BarryO & Mel Watt: Co-pilots in our descent toward another mortgage crisis

obama-fingerSometimes, we find ourselves debating whether Barry Obama is simply incompetent or willfully driving our economy into the toilet.  Naming former North Carolina congressman Mel Watt as director of the Federal Housing Finance Agency has us leaning more toward the latter conclusion.  

The 2008 economic crash as caused by a number of things — mostly related to bureaucratic meddling and micromanagement. Dodd-Frank. Giving mortgages guaranteed by the federal government to anyone with a pulse. That kind of stuff. 

During his time in Congress, Watt was a consummate race-baiter with a voting record just shy of radical Marxism.  So, you can see why Big Barry was in love with him.  There was a little bit of a ruckus over Watt at his Senate confirmation hearing, but — thanks to Richard Burr — he got approved for his new job. 

Watt has come out publicly with his agenda for the home loan industry and it sounds pretty expensive: 

In his first big speech as Fannie Mae and Freddie Mac’s new regulator, Mel Watt did everything but solicit subprime loans for the mortgage giants. His easy credit crusade is off and running.

In January, we predicted Watt’s swearing-in as head of the Federal Housing Finance Agency would mark the start of the next housing bubble.

We argued the Congressional Black Caucus’ former head has a soft spot for borrowers who can’t afford homes, that as a Democrat lawmaker he pressured Freddie to lend even to “welfare recipients” in his district.watt

“Expect him to reboot the era of easy credit,” we warned. “Watch him use his control of Freddie and Fannie to return to the recklessly lax policies that caused the mortgage crisis.”

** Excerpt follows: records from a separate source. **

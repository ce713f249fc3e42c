//! Listings and item search.

use crate::commands::CmdResult;
use crate::database::Database;
use crate::dispatch::with_payload;
use crate::error::{Result, ShelfwiseError};
use crate::model::{Bin, Category, Item, Kind, Payload, Record};
use crate::prompt::Prompt;
use crate::resolve::select;
use crate::view::Listing;

/// Narrowing options for [`run`].
#[derive(Debug, Clone, Default, PartialEq, Eq)]
pub struct ListFilter {
    /// Only records carrying this tag (matched ignoring case).
    pub tag: Option<String>,
    /// Only items in this box. Items only.
    pub bin: Option<String>,
    /// Only items of this category. Items only.
    pub category: Option<String>,
}

pub fn run<U: Prompt>(
    db: &Database,
    ui: &mut U,
    kind: Kind,
    filter: &ListFilter,
    sort_by_name: bool,
) -> Result<CmdResult> {
    let tag_id = match &filter.tag {
        Some(name) => Some(
            db.tags
                .first_by_name_ci(name)
                .ok_or_else(|| ShelfwiseError::not_found(Kind::Tag, name.as_str()))?,
        ),
        None => None,
    };

    if kind != Kind::Item && (filter.bin.is_some() || filter.category.is_some()) {
        return Err(ShelfwiseError::Api(
            "--box and --category only apply to items".to_string(),
        ));
    }

    let listing = if kind == Kind::Item {
        let box_id = match &filter.bin {
            Some(token) => Some(db.boxes[select::<Bin, U>(db, ui, token, "show")?].id),
            None => None,
        };
        let category_id = match &filter.category {
            Some(token) => Some(db.categories[select::<Category, U>(db, ui, token, "show")?].id),
            None => None,
        };
        let records = db.items.listing(
            |r| {
                tag_id.map_or(true, |t| r.has_tag(t))
                    && box_id.map_or(true, |b| r.data.box_id == b)
                    && category_id.map_or(true, |c| r.data.category_id == c)
            },
            sort_by_name,
        );
        Listing::of(db, &records)
    } else {
        with_payload!(kind, P => tagged::<P>(db, tag_id, sort_by_name))
    };

    Ok(CmdResult::default().with_listing(listing))
}

fn tagged<P: Payload>(db: &Database, tag_id: Option<u32>, sort_by_name: bool) -> Listing {
    let records = P::table(db).listing(|r| tag_id.map_or(true, |t| r.has_tag(t)), sort_by_name);
    Listing::of(db, &records)
}

/// Items whose name, description or location contain `term`, ignoring case.
pub fn find(db: &Database, term: &str, sort_by_name: bool) -> Result<CmdResult> {
    let needle = term.to_lowercase();
    let records = db
        .items
        .listing(|r| item_matches(r, &needle), sort_by_name);
    Ok(CmdResult::default().with_listing(Listing::of(db, &records)))
}

fn item_matches(record: &Record<Item>, needle: &str) -> bool {
    [
        &record.name,
        &record.description,
        &record.data.location,
    ]
    .iter()
    .any(|field| field.to_lowercase().contains(needle))
}
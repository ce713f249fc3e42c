use crate::commands::helpers::parse_id;
use crate::commands::{CmdMessage, CmdResult};
use crate::database::Database;
use crate::dispatch::{with_table, with_table_mut, Location};
use crate::error::{Result, ShelfwiseError};
use crate::model::Kind;
use crate::tags::{self, TagOutcome};

fn locate(db: &Database, token: &str) -> Result<Location> {
    let id = parse_id(token)?;
    db.locate(id).ok_or(ShelfwiseError::UnknownId(id))
}

fn outcome_result(db: &Database, loc: Location, tag_name: &str, outcome: TagOutcome) -> CmdResult {
    let record_name = with_table!(db, loc.kind, |table| table[loc.index].name.clone());
    let text = outcome.describe(loc.kind, &record_name, tag_name);
    if outcome.changed() {
        CmdResult::default()
            .with_message(CmdMessage::success(text))
            .changed()
    } else {
        CmdResult::default().with_message(CmdMessage::info(text))
    }
}

/// Attaches the tag `tag_name` to the record with ID `token`, creating the
/// tag if it does not exist yet.
pub fn add(db: &mut Database, tag_name: &str, token: &str) -> Result<CmdResult> {
    let loc = locate(db, token)?;
    let tag_count = db.tags.len();
    let tag_id = db.resolve_or_create_tag(tag_name)?;
    let outcome = with_table_mut!(db, loc.kind, |table| tags::attach(table, loc.index, tag_id));

    let mut result = outcome_result(db, loc, tag_name, outcome);
    result.changed |= db.tags.len() != tag_count;
    Ok(result)
}

/// Detaches the tag `tag_name` from the record with ID `token`.
pub fn remove(db: &mut Database, tag_name: &str, token: &str) -> Result<CmdResult> {
    let loc = locate(db, token)?;
    let tag_id = db
        .tags
        .first_by_name_ci(tag_name)
        .ok_or_else(|| ShelfwiseError::not_found(Kind::Tag, tag_name))?;
    let outcome = with_table_mut!(db, loc.kind, |table| tags::detach(table, loc.index, tag_id));
    Ok(outcome_result(db, loc, tag_name, outcome))
}
use console::Style;
use once_cell::sync::Lazy;

pub static HEADER: Lazy<Style> = Lazy::new(|| Style::new().bold().underlined());
pub static ID: Lazy<Style> = Lazy::new(|| Style::new().yellow());
pub static TIME: Lazy<Style> = Lazy::new(|| Style::new().color256(246).italic());
pub static LABEL: Lazy<Style> = Lazy::new(|| Style::new().bold());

Government regulators created the whole “too big to fail” myth — reducing risk for banks and various Wall Street firms by backing their reckless transactions with taxpayer dollars.  People tend to not be so careful when they’re spending other people’s money.  Things would be different if they did business without that “safety net” in place.  MORE: 

Well, his remarks this week at the Brookings Institution signaled he’ll undo the solid work of his predecessor, Edward DeMarco, who locked horns with the White House by tightening credit and winding down the failed agencies, returning them to profitability.

Among other things, Watts will suspend higher lender fees that protect Fannie and Freddie from risk, because he thinks they make loans for low-income borrowers with weak credit too expensive.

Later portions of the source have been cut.